WinniethePooh: A food that goes well with honey. Now, how about a nice hot bath?
Me: Give me some space, I’m feeling claustrophobic
8 whispers to 9: Leave Mom alone, she has to poop but she can’t
Me: Cute cat. What’s his name?
Date: Mr. Yum Yum Burger.
Me: Why can’t a cat just be Mike?
Date: I don’t see a future for us.
scarlet joe hanson sounds like an old timey boxer’s name. “weighin’ in at 182 lbs, 5’9″, the ol’ black widow, scarlet jooooooe hansen!”
Since getting the new iPhone with fingerprint unlock technology I’ve never worried so much about losing my thumb.
ME: [practising my samurai sword moves in the mirror]
[ever so slightly later]
ME: [dying from massive blood loss]
Hot chick without makeup: her beauty is so effortless & carefree
Me without makeup: why is that very sick grandma not in a home
“Size DOES matter”, I whisper to my double stuffed Oreos.
To my friends: You smile, I smile, you hurt, I hurt, you cry, I cry, you jump off a bridge. I’m gonna miss your e-mails.
[During lull in conversation at party]
ME: Do you think you’re closer to your own birth or your own death? Let’s go around the room.
Engelbert Humperdinck actually chose that name, he was not born with it.
I think about this a lot.
[on a farm]
Me: *sees a cow standing next to a bucket*
Oh, I’ve always wanted to do thatFarmer: Go ahead!

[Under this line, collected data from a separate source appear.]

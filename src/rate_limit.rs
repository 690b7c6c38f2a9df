use std::time::{Duration, Instant};

use dashmap::DashMap;

pub const LOGIN_MAX_FAILURES: u32 = 5;
pub const LOGIN_WINDOW: Duration = Duration::from_secs(15 * 60);

/// Per-email failed-login counter with a fixed window.
pub struct LoginRateLimiter {
    /// lowercased email -> (failed_count, window_start)
    entries: DashMap<String, (u32, Instant)>,
    max_failures: u32,
    window: Duration,
}

impl Default for LoginRateLimiter {
    fn default() -> Self {
        Self::new(LOGIN_MAX_FAILURES, LOGIN_WINDOW)
    }
}

impl LoginRateLimiter {
    pub fn new(max_failures: u32, window: Duration) -> Self {
        Self {
            entries: DashMap::new(),
            max_failures,
            window,
        }
    }

    /// `Err` carries the seconds until the window closes.
    /// Does not count the attempt; call `record_failure` on a bad password.
    pub fn check(&self, email: &str) -> Result<(), u64> {
        let Some(entry) = self.entries.get(&email.to_lowercase()) else {
            return Ok(());
        };
        let (count, start) = *entry.value();
        let elapsed = start.elapsed();

        if elapsed > self.window || count < self.max_failures {
            return Ok(());
        }
        Err(self.window.saturating_sub(elapsed).as_secs().max(1))
    }

    pub fn record_failure(&self, email: &str) {
        let now = Instant::now();
        let mut entry = self.entries.entry(email.to_lowercase()).or_insert((0, now));
        let (count, start) = entry.value_mut();

        if now.duration_since(*start) > self.window {
            *count = 1;
            *start = now;
        } else {
            *count += 1;
        }
    }

    /// Forget the failures of an email after a successful login.
    pub fn reset(&self, email: &str) {
        self.entries.remove(&email.to_lowercase());
    }

    pub fn cleanup(&self) {
        let window = self.window;
        self.entries.retain(|_, (_, start)| start.elapsed() < window);
    }
}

Me: *stands next to a bucket*
If the FBI want to get into an iPhone w/o users permission, they should ask someone who’s done it before, like U2
[killer enters home in middle of night]
ME: Who goes there?
KILLER: Haha
ME: What
KILLER: Who still says “Who goes there”
ME: Ok laugh it up
[going to the moon]
Co-astronaut: and 3…2…1…take off!
Me: oh no
Co-astronaut: what
Me: I left my coffee on top of the rocket
t-shirt: Lay flat to dry
me: I can’t do laundry lying down
me: sorry, I move around a lot in bed
GF: it’s ok lol
[middle of the night]
me: [taps GF on the shoulder] I just bought a house in Montana
“Release the Kraken” I say as I push “clean” on the Roomba.
*courtroom*
judge: I hear you want a new lawyer
me: yes I do
judge: what’s the problem? your lawyer is licensed to practice law in Ontario
me: I want a real lawyer. not just one who is practicing
I’m really tired of the LED headlights on some cars. Like I’m really glad you can see 92 miles ahead but the rest of us are blind now.

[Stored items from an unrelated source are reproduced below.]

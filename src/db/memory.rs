use std::collections::HashMap;

use async_trait::async_trait;
use dashmap::DashMap;
use dashmap::mapref::entry::Entry;
use uuid::Uuid;

use crate::db::{CredentialStore, CustomerStore, StoreError};
use crate::models::{AuthToken, Customer, User};

/// Process-local store with the same contract as `PgStore`.
/// Nothing survives a restart.
#[derive(Default)]
pub struct MemoryStore {
    users: DashMap<Uuid, User>,
    /// email -> user id, enforces uniqueness
    emails: DashMap<String, Uuid>,
    tokens: DashMap<Uuid, AuthToken>,
    customers: DashMap<Uuid, Customer>,
}

impl MemoryStore {
    pub fn new() -> Self {
        Self::default()
    }
}

#[async_trait]
impl CredentialStore for MemoryStore {
    async fn find_by_email(&self, email: &str) -> Result<Option<User>, StoreError> {
        let Some(id) = self.emails.get(email).map(|e| *e.value()) else {
            return Ok(None);
        };
        Ok(self.users.get(&id).map(|u| u.value().clone()))
    }

    async fn find_by_id(&self, id: Uuid) -> Result<Option<User>, StoreError> {
        Ok(self.users.get(&id).map(|u| u.value().clone()))
    }

    async fn save(&self, user: &User) -> Result<User, StoreError> {
        let previous_email = self.users.get(&user.id).map(|u| u.email.clone());

        match self.emails.entry(user.email.clone()) {
            Entry::Occupied(entry) if *entry.get() != user.id => {
                return Err(StoreError::ConstraintViolation(
                    "email already exists".to_string(),
                ));
            }
            Entry::Occupied(_) => {}
            Entry::Vacant(entry) => {
                entry.insert(user.id);
            }
        }

        if let Some(old) = previous_email.filter(|old| *old != user.email) {
            self.emails.remove_if(&old, |_, owner| *owner == user.id);
        }

        let mut stored = user.clone();
        if let Some(existing) = self.users.get(&user.id) {
            stored.created_at = existing.created_at;
        }
        self.users.insert(stored.id, stored.clone());
        Ok(stored)
    }

    async fn find_user_token(
        &self,
        user_id: Uuid,
        token_hash: &str,
    ) -> Result<Option<AuthToken>, StoreError> {
        Ok(self
            .tokens
            .iter()
            .find(|t| t.user_id == user_id && t.token_hash == token_hash)
            .map(|t| t.value().clone()))
    }

    async fn save_token(&self, token: &AuthToken) -> Result<AuthToken, StoreError> {
        self.tokens.insert(token.id, token.clone());
        Ok(token.clone())
    }

    async fn delete_tokens_for_user(&self, user_id: Uuid) -> Result<(), StoreError> {
        self.tokens.retain(|_, t| t.user_id != user_id);
        Ok(())
    }
}

#[async_trait]
impl CustomerStore for MemoryStore {
    async fn list_by_user(&self, user_id: Uuid) -> Result<Vec<Customer>, StoreError> {
        let mut rows: Vec<Customer> = self
            .customers
            .iter()
            .filter(|c| c.user_id == user_id)
            .map(|c| c.value().clone())
            .collect();
        rows.sort_by(|a, b| b.created_at.cmp(&a.created_at));
        Ok(rows)
    }

    async fn find_for_user(
        &self,
        id: Uuid,
        user_id: Uuid,
    ) -> Result<Option<Customer>, StoreError> {
        Ok(self
            .customers
            .get(&id)
            .filter(|c| c.user_id == user_id)
            .map(|c| c.value().clone()))
    }

    async fn insert(&self, customer: &Customer) -> Result<Customer, StoreError> {
        match self.customers.entry(customer.id) {
            Entry::Occupied(_) => Err(StoreError::ConstraintViolation(
                "customer already exists".to_string(),
            )),
            Entry::Vacant(entry) => {
                entry.insert(customer.clone());
                Ok(customer.clone())
            }
        }
    }

    async fn update(&self, customer: &Customer) -> Result<Option<Customer>, StoreError> {
        let Some(mut row) = self.customers.get_mut(&customer.id) else {
            return Ok(None);
        };
        if row.user_id != customer.user_id {
            return Ok(None);
        }
        let created_at = row.created_at;
        *row = Customer {
            created_at,
            ..customer.clone()
        };
        Ok(Some(row.clone()))
    }

    async fn delete(&self, id: Uuid, user_id: Uuid) -> Result<bool, StoreError> {
        Ok(self
            .customers
            .remove_if(&id, |_, c| c.user_id == user_id)
            .is_some())
    }

    async fn count_by_type(&self, user_id: Uuid) -> Result<Vec<(String, i64)>, StoreError> {
        let mut counts: HashMap<String, i64> = HashMap::new();
        for row in self.customers.iter().filter(|c| c.user_id == user_id) {
            *counts.entry(row.customer_type.clone()).or_default() += 1;
        }
        Ok(counts.into_iter().collect())
    }
}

I think all dads are in a secret competition to see who can sneeze the loudest.
OFFICE CHRISTMAS PARTY
BOSS: I don’t know you. Do you work here?
ME: *sips wine* No.
HIM: So your wife does?
ME: *sips his wine* Again no.
The best way to stop uninvited guests from stopping by your home is to always answer the door naked.

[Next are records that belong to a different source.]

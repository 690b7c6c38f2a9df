use chrono::{DateTime, Utc};
use serde::{Deserialize, Serialize};
use uuid::Uuid;

/// A persisted bearer token. Only the SHA-256 digest of the token is stored.
#[derive(Debug, Clone, sqlx::FromRow, Serialize, Deserialize)]
pub struct AuthToken {
    pub id: Uuid,
    pub user_id: Uuid,
    pub token_hash: String,
    pub created_at: DateTime<Utc>,
}

impl AuthToken {
    pub fn new(user_id: Uuid, token_hash: String) -> Self {
        Self {
            id: Uuid::now_v7(),
            user_id,
            token_hash,
            created_at: Utc::now(),
        }
    }
}
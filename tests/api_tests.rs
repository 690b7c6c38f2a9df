mod common;

use reqwest::StatusCode;
use reqwest::header::{AUTHORIZATION, COOKIE, SET_COOKIE};
use serde_json::json;

// ── Health & public paths ───────────────────────────────────────

#[tokio::test]
async fn health_is_public() {
    let app = common::spawn_app().await;

    let resp = app.client.get(app.url("/health")).send().await.unwrap();
    assert_eq!(resp.status(), StatusCode::OK);
    assert_eq!(resp.headers()["x-content-type-options"], "nosniff");
    assert_eq!(resp.text().await.unwrap(), "ok");
}

#[tokio::test]
async fn protected_route_without_token_is_401() {
    let app = common::spawn_app().await;

    let resp = app.client.get(app.url("/api/customers")).send().await.unwrap();
    assert_eq!(resp.status(), StatusCode::UNAUTHORIZED);
    let body: serde_json::Value = resp.json().await.unwrap();
    assert_eq!(
        body,
        json!({ "status": "error", "message": "authentication token not found" })
    );
}

#[tokio::test]
async fn garbage_token_is_invalid() {
    let app = common::spawn_app().await;

    let (body, status) = app.get_auth("/api/customers", "not-a-jwt").await;
    assert_eq!(status, StatusCode::UNAUTHORIZED);
    assert_eq!(body["message"], "authentication token invalid");
}

#[tokio::test]
async fn non_bearer_header_is_not_found() {
    let app = common::spawn_app().await;

    let resp = app
        .client
        .get(app.url("/api/customers"))
        .header(AUTHORIZATION, "Basic Zm9vOmJhcg==")
        .send()
        .await
        .unwrap();
    assert_eq!(resp.status(), StatusCode::UNAUTHORIZED);
    let body: serde_json::Value = resp.json().await.unwrap();
    assert_eq!(body["message"], "authentication token not found");
}

// ── Registration & login ────────────────────────────────────────

#[tokio::test]
async fn register_and_login() {
    let app = common::spawn_app().await;

    let (body, status) = app.register("Ada", "ada@example.com", common::PASSWORD).await;
    assert_eq!(status, StatusCode::CREATED);
    assert_eq!(body["status"], "success");
    assert_eq!(body["data"]["email"], "ada@example.com");
    assert!(body["data"].get("password_hash").is_none());

    let (body, status) = app.login("ada@example.com", common::PASSWORD).await;
    assert_eq!(status, StatusCode::OK);
    assert_eq!(body["data"]["token_type"], "Bearer");
    let token = body["data"]["token"].as_str().unwrap();

    let (body, status) = app.get_auth("/api/auth/me", token).await;
    assert_eq!(status, StatusCode::OK);
    assert_eq!(body["data"]["name"], "Ada");
}

#[tokio::test]
async fn register_validation_errors_list_fields() {
    let app = common::spawn_app().await;

    let (body, status) = app.register("", "not-an-email", "short").await;
    assert_eq!(status, StatusCode::BAD_REQUEST);
    assert_eq!(body["status"], "error");
    let fields: Vec<&str> = body["data"]
        .as_array()
        .unwrap()
        .iter()
        .map(|e| e["field"].as_str().unwrap())
        .collect();
    assert_eq!(fields, vec!["name", "email", "password"]);
}

#[tokio::test]
async fn duplicate_email_is_conflict() {
    let app = common::spawn_app().await;
    app.register("Ada", "ada@example.com", common::PASSWORD).await;

    let (_, status) = app.register("Ada", "ada@example.com", common::PASSWORD).await;
    assert_eq!(status, StatusCode::CONFLICT);
}

#[tokio::test]
async fn wrong_password_is_401_then_throttled() {
    let app = common::spawn_app().await;
    app.register("Ada", "ada@example.com", common::PASSWORD).await;

    for _ in 0..5 {
        let (_, status) = app.login("ada@example.com", "wrong-password").await;
        assert_eq!(status, StatusCode::UNAUTHORIZED);
    }
    let (_, status) = app.login("ada@example.com", common::PASSWORD).await;
    assert_eq!(status, StatusCode::TOO_MANY_REQUESTS);
}

#[tokio::test]
async fn login_sets_session_cookie_that_authenticates() {
    let app = common::spawn_app().await;
    app.register("Ada", "ada@example.com", common::PASSWORD).await;

    let resp = app
        .client
        .post(app.url("/api/auth/login"))
        .json(&json!({ "email": "ada@example.com", "password": common::PASSWORD }))
        .send()
        .await
        .unwrap();
    let cookie = resp.headers()[SET_COOKIE].to_str().unwrap().to_string();
    assert!(cookie.starts_with("auth_token="));
    assert!(cookie.contains("HttpOnly"));
    let pair = cookie.split(';').next().unwrap().to_string();

    let resp = app
        .client
        .get(app.url("/api/auth/me"))
        .header(COOKIE, pair)
        .send()
        .await
        .unwrap();
    assert_eq!(resp.status(), StatusCode::OK);
}

#[tokio::test]
async fn logout_revokes_token_as_expired() {
    let app = common::spawn_app().await;
    let token = app.sign_up("Ada", "ada@example.com").await;

    let (_, status) = app.post_auth("/api/auth/logout", &token, &json!({})).await;
    assert_eq!(status, StatusCode::OK);

    let (body, status) = app.get_auth("/api/auth/me", &token).await;
    assert_eq!(status, StatusCode::UNAUTHORIZED);
    assert_eq!(body["message"], "authentication token expired");
}

#[tokio::test]
async fn password_change_ends_sessions() {
    let app = common::spawn_app().await;
    let token = app.sign_up("Ada", "ada@example.com").await;

    let (_, status) = app
        .put_auth(
            "/api/users/me/password",
            &token,
            &json!({ "current_password": common::PASSWORD, "new_password": "another-password" }),
        )
        .await;
    assert_eq!(status, StatusCode::OK);

    let (_, status) = app.get_auth("/api/auth/me", &token).await;
    assert_eq!(status, StatusCode::UNAUTHORIZED);
    let (_, status) = app.login("ada@example.com", "another-password").await;
    assert_eq!(status, StatusCode::OK);
}

#[tokio::test]
async fn profile_update_to_taken_email_is_conflict() {
    let app = common::spawn_app().await;
    app.register("Grace", "grace@example.com", common::PASSWORD).await;
    let token = app.sign_up("Ada", "ada@example.com").await;

    let (_, status) = app
        .put_auth(
            "/api/users/me",
            &token,
            &json!({ "name": "Ada", "email": "grace@example.com" }),
        )
        .await;
    assert_eq!(status, StatusCode::CONFLICT);

    let (body, status) = app
        .put_auth(
            "/api/users/me",
            &token,
            &json!({ "name": "Ada Lovelace", "email": "ada@example.com" }),
        )
        .await;
    assert_eq!(status, StatusCode::OK);
    assert_eq!(body["data"]["name"], "Ada Lovelace");
}

// ── Customers ───────────────────────────────────────────────────

#[tokio::test]
async fn customer_crud_round() {
    let app = common::spawn_app().await;
    let token = app.sign_up("Ada", "ada@example.com").await;

    let (body, status) = app
        .create_customer(
            &token,
            &[("name", "Grace"), ("email", "grace@example.com"), ("phone", "555-0100")],
            None,
        )
        .await;
    assert_eq!(status, StatusCode::CREATED, "{body}");
    assert_eq!(body["data"]["type"], "Regular");
    assert!(body["data"]["image_url"].is_null());
    let id = body["data"]["id"].as_str().unwrap().to_string();

    let (body, status) = app.get_auth(&format!("/api/customers/{id}"), &token).await;
    assert_eq!(status, StatusCode::OK);
    assert_eq!(body["data"]["name"], "Grace");

    let (body, status) = app
        .put_auth(
            &format!("/api/customers/{id}"),
            &token,
            &json!({ "name": "Grace Hopper", "email": "grace@example.com", "type": "VIP" }),
        )
        .await;
    assert_eq!(status, StatusCode::OK);
    assert_eq!(body["data"]["name"], "Grace Hopper");
    assert_eq!(body["data"]["type"], "VIP");

    let (body, _) = app.get_auth("/api/customers", &token).await;
    assert_eq!(body["data"].as_array().unwrap().len(), 1);

    let (_, status) = app.delete_auth(&format!("/api/customers/{id}"), &token).await;
    assert_eq!(status, StatusCode::OK);
    let (_, status) = app.get_auth(&format!("/api/customers/{id}"), &token).await;
    assert_eq!(status, StatusCode::NOT_FOUND);
}

#[tokio::test]
async fn invalid_customer_is_rejected() {
    let app = common::spawn_app().await;
    let token = app.sign_up("Ada", "ada@example.com").await;

    let (body, status) = app
        .create_customer(
            &token,
            &[("name", "Grace"), ("email", "nope"), ("phone", "123456789012345678901")],
            None,
        )
        .await;
    assert_eq!(status, StatusCode::BAD_REQUEST);
    assert_eq!(body["data"].as_array().unwrap().len(), 2);

    let (body, _) = app.get_auth("/api/customers", &token).await;
    assert!(body["data"].as_array().unwrap().is_empty());
}

#[tokio::test]
async fn malformed_customer_id_is_a_json_400() {
    let app = common::spawn_app().await;
    let token = app.sign_up("Ada", "ada@example.com").await;

    let (body, status) = app.get_auth("/api/customers/not-a-uuid", &token).await;
    assert_eq!(status, StatusCode::BAD_REQUEST);
    assert_eq!(body["status"], "error");
    assert!(body["message"].is_string());

    let (body, status) = app.delete_auth("/api/customers/not-a-uuid", &token).await;
    assert_eq!(status, StatusCode::BAD_REQUEST);
    assert_eq!(body["status"], "error");
}

#[tokio::test]
async fn other_users_records_are_invisible() {
    let app = common::spawn_app().await;
    let ada = app.sign_up("Ada", "ada@example.com").await;
    let grace = app.sign_up("Grace", "grace@example.com").await;

    let (body, _) = app
        .create_customer(&ada, &[("name", "Alan"), ("email", "alan@example.com"), ("type", "VIP")], None)
        .await;
    let id = body["data"]["id"].as_str().unwrap().to_string();

    let (_, status) = app.get_auth(&format!("/api/customers/{id}"), &grace).await;
    assert_eq!(status, StatusCode::NOT_FOUND);
    let (_, missing) = app
        .get_auth(&format!("/api/customers/{}", uuid::Uuid::new_v4()), &grace)
        .await;
    assert_eq!(missing, StatusCode::NOT_FOUND);

    let (_, status) = app
        .put_auth(
            &format!("/api/customers/{id}"),
            &grace,
            &json!({ "name": "Mallory", "email": "m@example.com" }),
        )
        .await;
    assert_eq!(status, StatusCode::NOT_FOUND);

    let (_, status) = app.delete_auth(&format!("/api/customers/{id}"), &grace).await;
    assert_eq!(status, StatusCode::OK);

    let (body, _) = app.get_auth("/api/customers", &grace).await;
    assert!(body["data"].as_array().unwrap().is_empty());
    let (body, _) = app.get_auth("/api/customers/chart", &grace).await;
    assert_eq!(body["data"], json!({}));

    let (body, status) = app.get_auth(&format!("/api/customers/{id}"), &ada).await;
    assert_eq!(status, StatusCode::OK);
    assert_eq!(body["data"]["name"], "Alan");
}

#[tokio::test]
async fn image_lifecycle() {
    let app = common::spawn_app().await;
    let token = app.sign_up("Ada", "ada@example.com").await;

    let (body, status) = app
        .create_customer(
            &token,
            &[("name", "Grace"), ("email", "grace@example.com")],
            Some(("photo.png", b"first")),
        )
        .await;
    assert_eq!(status, StatusCode::CREATED, "{body}");
    let id = body["data"]["id"].as_str().unwrap().to_string();
    let first = body["data"]["image_url"].as_str().unwrap().to_string();
    assert_eq!(first, format!("cover_{id}.png"));
    assert!(app.stored(&first).is_file());

    // Stored images are served without a token.
    let resp = app
        .client
        .get(app.url(&format!("/uploads/{first}")))
        .send()
        .await
        .unwrap();
    assert_eq!(resp.status(), StatusCode::OK);
    assert_eq!(resp.bytes().await.unwrap().as_ref(), b"first");

    let (body, status) = app.upload_image(&token, &id, Some(("new.jpg", b"second"))).await;
    assert_eq!(status, StatusCode::OK);
    let second = body["data"]["image_url"].as_str().unwrap().to_string();
    assert_ne!(second, first);
    assert!(second.ends_with(&format!("_{id}.jpg")));
    assert!(!app.stored(&first).exists());
    assert!(app.stored(&second).is_file());

    let (_, status) = app.upload_image(&token, &id, None).await;
    assert_eq!(status, StatusCode::NOT_FOUND);

    let (_, status) = app.delete_auth(&format!("/api/customers/{id}"), &token).await;
    assert_eq!(status, StatusCode::OK);
    assert!(!app.stored(&second).exists());
}

#[tokio::test]
async fn empty_image_part_is_ignored_on_create() {
    let app = common::spawn_app().await;
    let token = app.sign_up("Ada", "ada@example.com").await;

    let (body, status) = app
        .create_customer(
            &token,
            &[("name", "Grace"), ("email", "grace@example.com")],
            Some(("empty.png", b"")),
        )
        .await;
    assert_eq!(status, StatusCode::CREATED);
    assert!(body["data"]["image_url"].is_null());
    assert!(!app.upload_dir.exists());
}

// ── Dashboard ───────────────────────────────────────────────────

#[tokio::test]
async fn dashboard_aggregates() {
    let app = common::spawn_app().await;
    let token = app.sign_up("Ada", "ada@example.com").await;

    for (i, t) in ["VIP", "vip", "Regular", "Regular"].into_iter().enumerate() {
        let email = format!("c{i}@example.com");
        let (_, status) = app
            .create_customer(&token, &[("name", "C"), ("email", email.as_str()), ("type", t)], None)
            .await;
        assert_eq!(status, StatusCode::CREATED);
    }

    let (body, status) = app.get_auth("/api/dashboard", &token).await;
    assert_eq!(status, StatusCode::OK);
    let data = &body["data"];
    assert_eq!(data["total_customers"], 4);
    assert_eq!(data["vip_count"], 2);
    assert_eq!(data["new_member_count"], 2);
    assert_eq!(data["chart_data"], json!({ "VIP": 1, "vip": 1, "Regular": 2 }));
    assert_eq!(data["recent_customers"].as_array().unwrap().len(), 4);

    let (body, _) = app.get_auth("/api/customers/chart", &token).await;
    assert_eq!(body["data"], data["chart_data"]);
}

Pigeons imply the existence of pigcenturies and pigmillennia.
me: [being abducted by aliens] i’m not going without my cat
my cat: [from inside spaceship] get in, loser. all cats are aliens
me: i knew it
Old man reading a newspaper looks at me, and says, ‘The society has a long way to go.’ I told him, ‘I know — I’m from the future’
colonel mustard’s first name is dijonathan
Watching people try to find a lost car in a parking lot is oddly soothing
if you dating baby shark you single to me. what he gonna doo doo doo doo doo doo
Better to have loved & lost than to have never loved at all; but if going spelunking was your idea, you should at least *try* to find her.